On This Day in History, Feb. 12, 2021

  • 1789 – Founding Father Ethan Allen dies of a stroke at age 52.
  • 1793 – First Fugitive Slave law passed by Congress. This Act authorized local governments to seize and return escapees to their owners and imposed penalties on anyone who aided in their flight.
  • 1809 – Abraham Lincoln is born. So is Charles Darwin.
  • 1865 – Born a slave, Pastor Henry Highland Garnet became the first Black person to speak in the U.S. Capitol when he delivered a sermon on the abolition of slavery to the House of Representatives. 
  • 1870 – Utah’s acting territorial governor signed the suffrage bill into law. Woot!
  • 1884 – Alice Roosevelt Longworth, “Princess Alice,” is born.

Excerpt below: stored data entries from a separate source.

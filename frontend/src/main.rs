use shared::{BudgetResource, ExpenseResource, IncomeResource};
use yew::prelude::*;

mod components;
mod hooks;
mod services;

use components::expense_insights::ExpenseInsights;
use components::header::{Header, Page};
use components::income_dashboard::IncomeDashboard;
use components::income_reports::IncomeReports;
use components::login_page::LoginPage;
use components::resource_page::ResourcePage;
use components::toast::ToastView;
use hooks::use_entries::use_entries;
use hooks::use_session::use_session;
use hooks::use_toast::{use_toast, Toast};
use services::api::ApiClient;
use services::logging::Logger;

#[derive(Properties, PartialEq)]
struct DashboardProps {
    api_client: ApiClient,
    notify: Callback<Toast>,
    user_name: Option<String>,
    on_logout: Callback<()>,
}

/// Signed-in shell: owns every fetched list and hands slices of it to the pages
#[function_component(Dashboard)]
fn dashboard(props: &DashboardProps) -> Html {
    let page = use_state(|| Page::Incomes);
    let incomes = use_entries::<IncomeResource>(&props.api_client, &props.notify);
    let expenses = use_entries::<ExpenseResource>(&props.api_client, &props.notify);
    let budgets = use_entries::<BudgetResource>(&props.api_client, &props.notify);

    let on_navigate = {
        let page = page.clone();
        Callback::from(move |next: Page| {
            Logger::debug_with_component("app", &format!("Navigating to {}", next.label()));
            page.set(next);
        })
    };

    let content = match *page {
        Page::Incomes => html! {
            <IncomeDashboard state={incomes.state.clone()} actions={incomes.actions.clone()} />
        },
        Page::IncomeReports => html! {
            <IncomeReports incomes={incomes.state.entries.clone()} api_client={props.api_client.clone()} />
        },
        Page::Expenses => html! {
            <ResourcePage<ExpenseResource>
                state={expenses.state.clone()}
                actions={expenses.actions.clone()}
                api_client={props.api_client.clone()}
            />
        },
        Page::ExpenseInsights => html! {
            <ExpenseInsights
                expenses={expenses.state.entries.clone()}
                budgets={budgets.state.entries.clone()}
                loading={expenses.state.loading || budgets.state.loading}
            />
        },
        Page::Budgets => html! {
            <ResourcePage<BudgetResource>
                state={budgets.state.clone()}
                actions={budgets.actions.clone()}
                api_client={props.api_client.clone()}
            />
        },
    };

    html! {
        <>
            <Header
                current={*page}
                on_navigate={on_navigate}
                user_name={props.user_name.clone()}
                on_logout={props.on_logout.clone()}
            />
            <main class="main">
                <div class="container">
                    {content}
                </div>
            </main>
        </>
    }
}

#[function_component(App)]
fn app() -> Html {
    let api_client = use_memo((), |_| ApiClient::new());
    let toast = use_toast();
    let session = use_session(&api_client, &toast.show);

    html! {
        <>
            <ToastView toast={toast.current.clone()} on_dismiss={toast.dismiss.clone()} />
            {if session.state.session.is_some() {
                html! {
                    <Dashboard
                        api_client={(*api_client).clone()}
                        notify={toast.show.clone()}
                        user_name={session.state.user_name.clone()}
                        on_logout={session.actions.logout.clone()}
                    />
                }
            } else {
                html! {
                    <LoginPage
                        on_login={session.actions.login.clone()}
                        on_register={session.actions.register.clone()}
                        submitting={session.state.submitting}
                    />
                }
            }}
        </>
    }
}

fn main() {
    yew::Renderer::<App>::new().render();
}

When her father Theodore Roosevelt was asked why he could not discipline her, he explained that he do that or rule the country but he couldn’t do both.

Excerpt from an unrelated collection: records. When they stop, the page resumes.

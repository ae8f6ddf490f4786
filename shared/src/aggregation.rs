//! # Aggregation Engine
//!
//! Pure functions over slices of entries that feed the dashboard charts, the
//! analyzed reports and the budget suggestion. Nothing here touches storage
//! or the network; the same functions run in the browser and in tests.
//!
//! Month buckets are keyed by numeric `(year, month)` so they sort
//! chronologically. Display labels such as `"Jan 2024"` are produced from the
//! key and never parsed back.

use std::collections::BTreeMap;

use chrono::{Datelike, NaiveDate};

use crate::{Budget, Expense, Income};

const MONTH_NAMES: [&str; 12] = [
    "Jan", "Feb", "Mar", "Apr", "May", "Jun", "Jul", "Aug", "Sep", "Oct", "Nov", "Dec",
];

/// A dated monetary record that can be aggregated
pub trait Entry {
    fn amount(&self) -> f64;
    fn date(&self) -> NaiveDate;
    /// Every value a free-text search should look at
    fn search_fields(&self) -> Vec<String>;
}

impl Entry for Income {
    fn amount(&self) -> f64 {
        self.amount
    }

    fn date(&self) -> NaiveDate {
        self.date
    }

    fn search_fields(&self) -> Vec<String> {
        vec![
            self.income_source.clone(),
            self.description.clone(),
            self.income_category.clone(),
            self.income_type.clone(),
            self.amount.to_string(),
            self.date.to_string(),
            self.phone.clone(),
        ]
    }
}

impl Entry for Expense {
    fn amount(&self) -> f64 {
        self.amount
    }

    fn date(&self) -> NaiveDate {
        self.date
    }

    fn search_fields(&self) -> Vec<String> {
        vec![
            self.name.clone(),
            self.description.clone(),
            self.category.clone(),
            self.amount.to_string(),
            self.date.to_string(),
            self.responsible_person.clone(),
            self.notes.clone(),
            self.phone.clone(),
        ]
    }
}

impl Entry for Budget {
    fn amount(&self) -> f64 {
        self.amount
    }

    fn date(&self) -> NaiveDate {
        self.start_date
    }

    fn search_fields(&self) -> Vec<String> {
        vec![
            self.category.clone(),
            self.notes.clone(),
            self.amount.to_string(),
            self.start_date.to_string(),
            self.responsible_person.clone(),
            self.phone.clone(),
        ]
    }
}

#[derive(Debug, Clone, PartialEq)]
pub struct GroupTotal {
    pub key: String,
    pub total: f64,
    pub count: usize,
}

#[derive(Debug, Clone, Copy, PartialEq, Eq, PartialOrd, Ord, Hash)]
pub struct MonthKey {
    pub year: i32,
    pub month: u32,
}

impl MonthKey {
    pub fn of(date: NaiveDate) -> Self {
        Self {
            year: date.year(),
            month: date.month(),
        }
    }

    /// The calendar month before this one; January rolls back to December
    pub fn previous(&self) -> Self {
        if self.month <= 1 {
            Self {
                year: self.year - 1,
                month: 12,
            }
        } else {
            Self {
                year: self.year,
                month: self.month - 1,
            }
        }
    }

    /// Display label, e.g. `Jan 2024`
    pub fn label(&self) -> String {
        let index = (self.month.clamp(1, 12) - 1) as usize;
        format!("{} {}", MONTH_NAMES[index], self.year)
    }
}

#[derive(Debug, Clone, PartialEq)]
pub struct MonthlyTotal {
    pub month: MonthKey,
    pub total: f64,
}

/// Case-insensitive substring match against any field; an empty term matches everything
pub fn matches_search<E: Entry>(entry: &E, term: &str) -> bool {
    let term = term.trim().to_lowercase();
    if term.is_empty() {
        return true;
    }

    entry
        .search_fields()
        .iter()
        .any(|field| field.to_lowercase().contains(&term))
}

pub fn filter_entries<'a, E: Entry>(entries: &'a [E], term: &str) -> Vec<&'a E> {
    entries.iter().filter(|e| matches_search(*e, term)).collect()
}

pub fn total<'a, E: Entry + 'a>(entries: impl IntoIterator<Item = &'a E>) -> f64 {
    entries.into_iter().map(Entry::amount).sum()
}

/// Sum amounts per categorical key, in first-seen order
pub fn group_sums<'a, E, F>(entries: impl IntoIterator<Item = &'a E>, key: F) -> Vec<GroupTotal>
where
    E: Entry + 'a,
    F: Fn(&E) -> &str,
{
    let mut groups: Vec<GroupTotal> = Vec::new();

    for entry in entries {
        let name = key(entry);
        match groups.iter_mut().find(|g| g.key == name) {
            Some(group) => {
                group.total += entry.amount();
                group.count += 1;
            }
            None => groups.push(GroupTotal {
                key: name.to_string(),
                total: entry.amount(),
                count: 1,
            }),
        }
    }

    groups
}

fn month_buckets<'a, E: Entry + 'a>(entries: impl IntoIterator<Item = &'a E>) -> BTreeMap<MonthKey, f64> {
    let mut buckets = BTreeMap::new();
    for entry in entries {
        *buckets.entry(MonthKey::of(entry.date())).or_insert(0.0) += entry.amount();
    }
    buckets
}

/// Per-month totals in chronological order
pub fn monthly_trend<'a, E: Entry + 'a>(entries: impl IntoIterator<Item = &'a E>) -> Vec<MonthlyTotal> {
    month_buckets(entries)
        .into_iter()
        .map(|(month, total)| MonthlyTotal { month, total })
        .collect()
}

pub fn month_total<E: Entry>(entries: &[E], year: i32, month: u32) -> f64 {
    let key = MonthKey { year, month };
    total(entries.iter().filter(|e| MonthKey::of(e.date()) == key))
}

/// Per-month totals for every month except the one containing `today`
pub fn past_month_totals<E: Entry>(entries: &[E], today: NaiveDate) -> Vec<MonthlyTotal> {
    let current = MonthKey::of(today);
    monthly_trend(entries.iter().filter(|e| MonthKey::of(e.date()) != current))
}

/// Average monthly spend over the months before the current one.
///
/// Sums every amount outside the current calendar month and divides by the
/// number of distinct months those amounts fall in. Returns `0.0` when
/// there is no history.
pub fn trailing_average_suggestion<E: Entry>(entries: &[E], today: NaiveDate) -> f64 {
    let past = past_month_totals(entries, today);
    if past.is_empty() {
        return 0.0;
    }

    let sum: f64 = past.iter().map(|m| m.total).sum();
    sum / past.len() as f64
}

/// Total of the entries dated in the calendar month before `today`
pub fn previous_month_total<E: Entry>(entries: &[E], today: NaiveDate) -> f64 {
    let previous = MonthKey::of(today).previous();
    month_total(entries, previous.year, previous.month)
}

/// Last month's spending measured against last month's budgets
#[derive(Debug, Clone, Copy, PartialEq)]
pub struct BudgetCheck {
    pub month: MonthKey,
    pub expenses: f64,
    pub budget: f64,
}

impl BudgetCheck {
    /// Next month unlocks only when spending stayed at or under budget
    pub fn within_budget(&self) -> bool {
        self.expenses <= self.budget
    }
}

/// Compare the previous month's expense total with the budgets starting in that month
pub fn previous_month_check(expenses: &[Expense], budgets: &[Budget], today: NaiveDate) -> BudgetCheck {
    BudgetCheck {
        month: MonthKey::of(today).previous(),
        expenses: previous_month_total(expenses, today),
        budget: previous_month_total(budgets, today),
    }
}

/// Totals behind the analyzed report
#[derive(Debug, Clone, PartialEq)]
pub struct Summary {
    pub total: f64,
    pub count: usize,
    pub monthly: Vec<MonthlyTotal>,
    /// Named breakdowns, e.g. ("By Type", per-type totals)
    pub groups: Vec<(String, Vec<GroupTotal>)>,
}

impl Summary {
    /// Add a named breakdown over the same entries
    pub fn with_group<E, F>(mut self, name: &str, entries: &[E], key: F) -> Self
    where
        E: Entry,
        F: Fn(&E) -> &str,
    {
        self.groups.push((name.to_string(), group_sums(entries, key)));
        self
    }
}

pub fn summarize<E: Entry>(entries: &[E]) -> Summary {
    Summary {
        total: total(entries),
        count: entries.len(),
        monthly: monthly_trend(entries),
        groups: Vec::new(),
    }
}

#[cfg(test)]
mod tests {
    use super::*;

    fn date(y: i32, m: u32, d: u32) -> NaiveDate {
        NaiveDate::from_ymd_opt(y, m, d).unwrap()
    }

    fn income(income_type: &str, amount: f64, on: NaiveDate) -> Income {
        Income {
            id: format!("{}-{}", income_type, amount),
            income_source: "Royalties".to_string(),
            description: "Quarterly payout".to_string(),
            income_category: "business".to_string(),
            income_type: income_type.to_string(),
            amount,
            date: on,
            phone: "0771234567".to_string(),
        }
    }

    fn expense(amount: f64, on: NaiveDate) -> Expense {
        Expense {
            id: format!("e-{}", amount),
            name: "Vendor".to_string(),
            description: "Supplies".to_string(),
            category: "Administrative".to_string(),
            amount,
            date: on,
            responsible_person: "Ann".to_string(),
            notes: String::new(),
            phone: "0771234567".to_string(),
        }
    }

    #[test]
    fn test_group_sums_by_type() {
        let entries = vec![
            income("A", 100.0, date(2024, 1, 5)),
            income("B", 50.0, date(2024, 1, 6)),
            income("A", 25.0, date(2024, 2, 1)),
        ];

        let groups = group_sums(&entries, |i: &Income| i.income_type.as_str());

        assert_eq!(groups.len(), 2);
        assert_eq!(groups[0].key, "A");
        assert_eq!(groups[0].total, 125.0);
        assert_eq!(groups[0].count, 2);
        assert_eq!(groups[1].key, "B");
        assert_eq!(groups[1].total, 50.0);
        assert_eq!(total(&entries), 175.0);
    }

    #[test]
    fn test_group_sums_empty() {
        let entries: Vec<Income> = Vec::new();
        assert!(group_sums(&entries, |i: &Income| i.income_type.as_str()).is_empty());
        assert_eq!(total(&entries), 0.0);
    }

    #[test]
    fn test_monthly_trend_sorts_across_years() {
        let entries = vec![
            income("A", 10.0, date(2024, 1, 20)),
            income("A", 20.0, date(2023, 12, 3)),
            income("A", 5.0, date(2024, 1, 2)),
        ];

        let trend = monthly_trend(&entries);

        assert_eq!(trend.len(), 2);
        assert_eq!(trend[0].month.label(), "Dec 2023");
        assert_eq!(trend[0].total, 20.0);
        assert_eq!(trend[1].month.label(), "Jan 2024");
        assert_eq!(trend[1].total, 15.0);
    }

    #[test]
    fn test_trailing_average_over_past_months() {
        let today = date(2024, 3, 10);
        let entries = vec![
            expense(150.0, date(2024, 1, 4)),
            expense(50.0, date(2024, 1, 28)),
            expense(300.0, date(2024, 2, 14)),
            expense(999.0, date(2024, 3, 1)),
        ];

        assert_eq!(trailing_average_suggestion(&entries, today), 250.0);
        assert_eq!(month_total(&entries, 2024, 3), 999.0);

        let past = past_month_totals(&entries, today);
        assert_eq!(past.len(), 2);
        assert_eq!(past[0].total, 200.0);
    }

    #[test]
    fn test_trailing_average_without_history() {
        let today = date(2024, 3, 10);
        assert_eq!(trailing_average_suggestion::<Expense>(&[], today), 0.0);

        let only_current = vec![expense(80.0, date(2024, 3, 2))];
        assert_eq!(trailing_average_suggestion(&only_current, today), 0.0);
    }

    #[test]
    fn test_same_month_of_other_year_is_history() {
        let today = date(2024, 3, 10);
        let entries = vec![expense(120.0, date(2023, 3, 15))];

        assert_eq!(trailing_average_suggestion(&entries, today), 120.0);
    }

    fn budget(amount: f64, starts: NaiveDate) -> Budget {
        Budget {
            id: format!("b-{}", amount),
            amount,
            category: "Office Supplies".to_string(),
            start_date: starts,
            responsible_person: "Ann".to_string(),
            notes: String::new(),
            phone: "0771234567".to_string(),
        }
    }

    #[test]
    fn test_previous_month_rolls_back_over_new_year() {
        let january = MonthKey::of(date(2024, 1, 15));
        assert_eq!(january.previous(), MonthKey { year: 2023, month: 12 });

        let march = MonthKey::of(date(2024, 3, 1));
        assert_eq!(march.previous(), MonthKey { year: 2024, month: 2 });
    }

    #[test]
    fn test_previous_month_total_in_january() {
        let today = date(2024, 1, 10);
        let entries = vec![
            expense(40.0, date(2023, 12, 1)),
            expense(60.0, date(2023, 12, 31)),
            expense(500.0, date(2024, 12, 5)),
            expense(700.0, date(2024, 1, 2)),
        ];

        assert_eq!(previous_month_total(&entries, today), 100.0);
    }

    #[test]
    fn test_previous_month_check_within_budget() {
        let today = date(2024, 5, 20);
        let expenses = vec![expense(300.0, date(2024, 4, 3)), expense(900.0, date(2024, 5, 1))];
        let budgets = vec![budget(200.0, date(2024, 4, 1)), budget(100.0, date(2024, 4, 15))];

        let check = previous_month_check(&expenses, &budgets, today);

        assert_eq!(check.month.label(), "Apr 2024");
        assert_eq!(check.expenses, 300.0);
        assert_eq!(check.budget, 300.0);
        assert!(check.within_budget());
    }

    #[test]
    fn test_previous_month_check_over_budget() {
        let today = date(2024, 1, 5);
        let expenses = vec![expense(250.0, date(2023, 12, 12))];
        let budgets = vec![budget(200.0, date(2023, 12, 1)), budget(999.0, date(2024, 1, 1))];

        let check = previous_month_check(&expenses, &budgets, today);

        assert_eq!(check.budget, 200.0);
        assert!(!check.within_budget());
    }

    #[test]
    fn test_previous_month_check_without_entries() {
        let check = previous_month_check(&[], &[], date(2024, 7, 1));

        assert_eq!(check.expenses, 0.0);
        assert_eq!(check.budget, 0.0);
        assert!(check.within_budget());
    }

    #[test]
    fn test_search_matches_text_and_numbers() {
        let entry = income("Monthly", 1500.0, date(2024, 4, 1));

        assert!(matches_search(&entry, ""));
        assert!(matches_search(&entry, "royal"));
        assert!(matches_search(&entry, "MONTHLY"));
        assert!(matches_search(&entry, "1500"));
        assert!(matches_search(&entry, "2024-04"));
        assert!(!matches_search(&entry, "salary"));
    }

    #[test]
    fn test_summary_with_groups() {
        let entries = vec![
            income("A", 100.0, date(2024, 1, 5)),
            income("B", 50.0, date(2024, 2, 6)),
        ];

        let summary = summarize(&entries)
            .with_group("By Type", &entries, |i: &Income| i.income_type.as_str());

        assert_eq!(summary.total, 150.0);
        assert_eq!(summary.count, 2);
        assert_eq!(summary.monthly.len(), 2);
        assert_eq!(summary.groups[0].0, "By Type");
        assert_eq!(summary.groups[0].1.len(), 2);
    }
}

  • 1909 – The NAACP is founded.
  • 1912 – The last emperor of China abdicates.
  • 1930 – In Tuskegee, Alabama, the Rosenwald Fund made grants to the Alabama State Board of Health to help meet the cost of a study of syphilis in Black men – and the women they infected – living in rural Georgia and Alabama. Over 400 men were allowed to carry the disease without medical treatment for nearly 40 years.

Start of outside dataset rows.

use chrono::NaiveDate;
use serde::{Deserialize, Serialize};
use shared::Budget;

#[derive(Debug, Clone, Serialize, Deserialize, PartialEq)]
pub struct DomainBudget {
    pub id: String,
    pub amount: f64,
    pub category: String,
    pub notes: String,
    pub start_date: NaiveDate,
    pub responsible_person: String,
    pub phone: String,
}

impl DomainBudget {
    pub fn generate_id() -> String {
        uuid::Uuid::new_v4().to_string()
    }
}

impl From<DomainBudget> for Budget {
    fn from(domain: DomainBudget) -> Self {
        Self {
            id: domain.id,
            amount: domain.amount,
            category: domain.category,
            notes: domain.notes,
            start_date: domain.start_date,
            responsible_person: domain.responsible_person,
            phone: domain.phone,
        }
    }
}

  • 1938 – Judy Blume is born. 
  • 1948 – First Lt. Nancy C. Leftenant became the first Black nurse accepted in the regular Army Nursing Corps.
  • 1956 – Arsenio Hall is born. He grew up to become the nation’s first Black late-night talk show host.
  • 1973 – The release of US POWs from Hanoi begins.
  • 1999 – President Bill Clinton acquitted on both articles of impeachment. 
  • 2000 – Charles Schultz dies at age 77 from colon cancer.
  • 2002 – Former Yugoslav president Slobodan Milosevic goes on trial for war crimes.